Are there any better sampling methods?

What to do when we are releasing a new feature and we cannot find any cases of that feature from the user log?

Lerner Zhang
  • 877
  • 1
  • 7
  • 19

1 Answers1

1

I am not sure whether that solves your problem at hand, but one approach you could look into is k-fold Cross Validation (CV). In this approach, you split your combined train, development, and test data into $k$ randomized and equally-sized partitions. Afterwards, you train and evaluate your model $k$ times. In the $i^{th}$ iteration, you train your model on all but the $i^{th}$ partition. After training on the $k-1$ partitions is done, you evaluate your model on the $i^{th}$ partition. You repeat this process for all $i \in {1, 2, ..., k}$. To be clear, you keep your initially randomized partitions fixed during k-fold CV. Then, you take the average performance over all $k$ performed test runs to assess the quality of your model based on the averaged test performance. Afterwards, you could train your model on all train, development, and test data and deliver the resulting model as your final one. In the most extreme case, you would perform Leave-One-Out-CV, where you set $k$ equal to the number of all the data points at your disposal. That is the most expensive approach, but yields the most accurate performance estimates. For more information, see this website.

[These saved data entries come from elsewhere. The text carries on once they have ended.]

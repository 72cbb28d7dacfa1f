use crate::{ingest::SparseRatingMatrix, models::ItemId};

use super::VectorSpace;

/// Cosine space over the item columns of a sparse rating matrix
///
/// Keeps a user→items index next to the matrix so the similarities of one
/// item are found by walking only the users who rated it and the other items
/// those users rated.
pub struct SparseItemSpace<'a> {
    matrix: &'a SparseRatingMatrix,
    norms: Vec<f64>,
    row_ptr: Vec<usize>,
    row_items: Vec<u32>,
    row_values: Vec<f32>,
}

impl<'a> SparseItemSpace<'a> {
    pub fn new(matrix: &'a SparseRatingMatrix) -> Self {
        let n_items = matrix.n_items();
        let n_users = matrix.n_users();

        let mut norms = Vec::with_capacity(n_items);
        let mut row_counts = vec![0usize; n_users];
        for col in 0..n_items {
            let (rows, values) = matrix.column(col);
            let sq: f64 = values.iter().map(|&v| f64::from(v) * f64::from(v)).sum();
            norms.push(sq.sqrt());
            for &row in rows {
                row_counts[row as usize] += 1;
            }
        }

        let mut row_ptr = Vec::with_capacity(n_users + 1);
        row_ptr.push(0);
        for count in &row_counts {
            let last = row_ptr[row_ptr.len() - 1];
            row_ptr.push(last + count);
        }

        // Columns are visited in ascending order, so each user's items end up sorted.
        let mut cursor = row_ptr.clone();
        let mut row_items = vec![0u32; matrix.nnz()];
        let mut row_values = vec![0f32; matrix.nnz()];
        for col in 0..n_items {
            let (rows, values) = matrix.column(col);
            for (&row, &value) in rows.iter().zip(values) {
                let slot = cursor[row as usize];
                row_items[slot] = col as u32;
                row_values[slot] = value;
                cursor[row as usize] += 1;
            }
        }

        Self {
            matrix,
            norms,
            row_ptr,
            row_items,
            row_values,
        }
    }

    fn user_row(&self, row: usize) -> (&[u32], &[f32]) {
        let range = self.row_ptr[row]..self.row_ptr[row + 1];
        (&self.row_items[range.clone()], &self.row_values[range])
    }
}

impl VectorSpace for SparseItemSpace<'_> {
    fn item_ids(&self) -> &[ItemId] {
        self.matrix.item_ids()
    }

    fn cosine_similarities(&self, index: usize) -> Vec<(usize, f64)> {
        let norm = self.norms[index];
        if norm == 0.0 {
            return Vec::new();
        }

        let n_items = self.norms.len();
        let mut dots = vec![0f64; n_items];
        let mut seen = vec![false; n_items];
        let mut touched = Vec::new();

        let (rows, values) = self.matrix.column(index);
        for (&row, &value) in rows.iter().zip(values) {
            let (items, item_values) = self.user_row(row as usize);
            for (&other, &other_value) in items.iter().zip(item_values) {
                let other = other as usize;
                if other == index {
                    continue;
                }
                if !seen[other] {
                    seen[other] = true;
                    touched.push(other);
                }
                dots[other] += f64::from(value) * f64::from(other_value);
            }
        }

        touched
            .into_iter()
            .filter_map(|other| {
                let denom = norm * self.norms[other];
                if denom == 0.0 {
                    return None;
                }
                let score = dots[other] / denom;
                (score != 0.0 && score.is_finite()).then_some((other, score))
            })
            .collect()
    }
}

Generally, using that approach, you don't waste any data by reserving it exclusively for development/testing. Also, it might be important to mention that this approach is compatible with other sampling techniques as well. For example, in the $i^{th}$ iteration of your CV algorithm, you could apply stratified sampling to your $k-1$ partitions used for training during that ($i^{th}$) iteration.

I am not entirely sure whether I get the second part of your question right.

If it is about how to later introduce the new feature to a given model, I would say the following. When it comes to introducing new features, I think you are pretty much out of luck with respect to recycling your old model. Of course, (assuming that the introduction of new features to the existing model is technically possible) there might be types of models which allow continual learning under certain circumstances, but in the worst case that might cause catastrophic forgetting since you change the distribution of your underlying training data when adding new features, which not all models might be able to deal with. An example of this case is when you add more diverse training images for a given Convolutional Neural Net (CNN), which the CNN then has to learn to map to an already existing set of classes. In other cases, introducing new features might not even be technically possible if their introduction would require adding new input (or output) nodes to an existing model.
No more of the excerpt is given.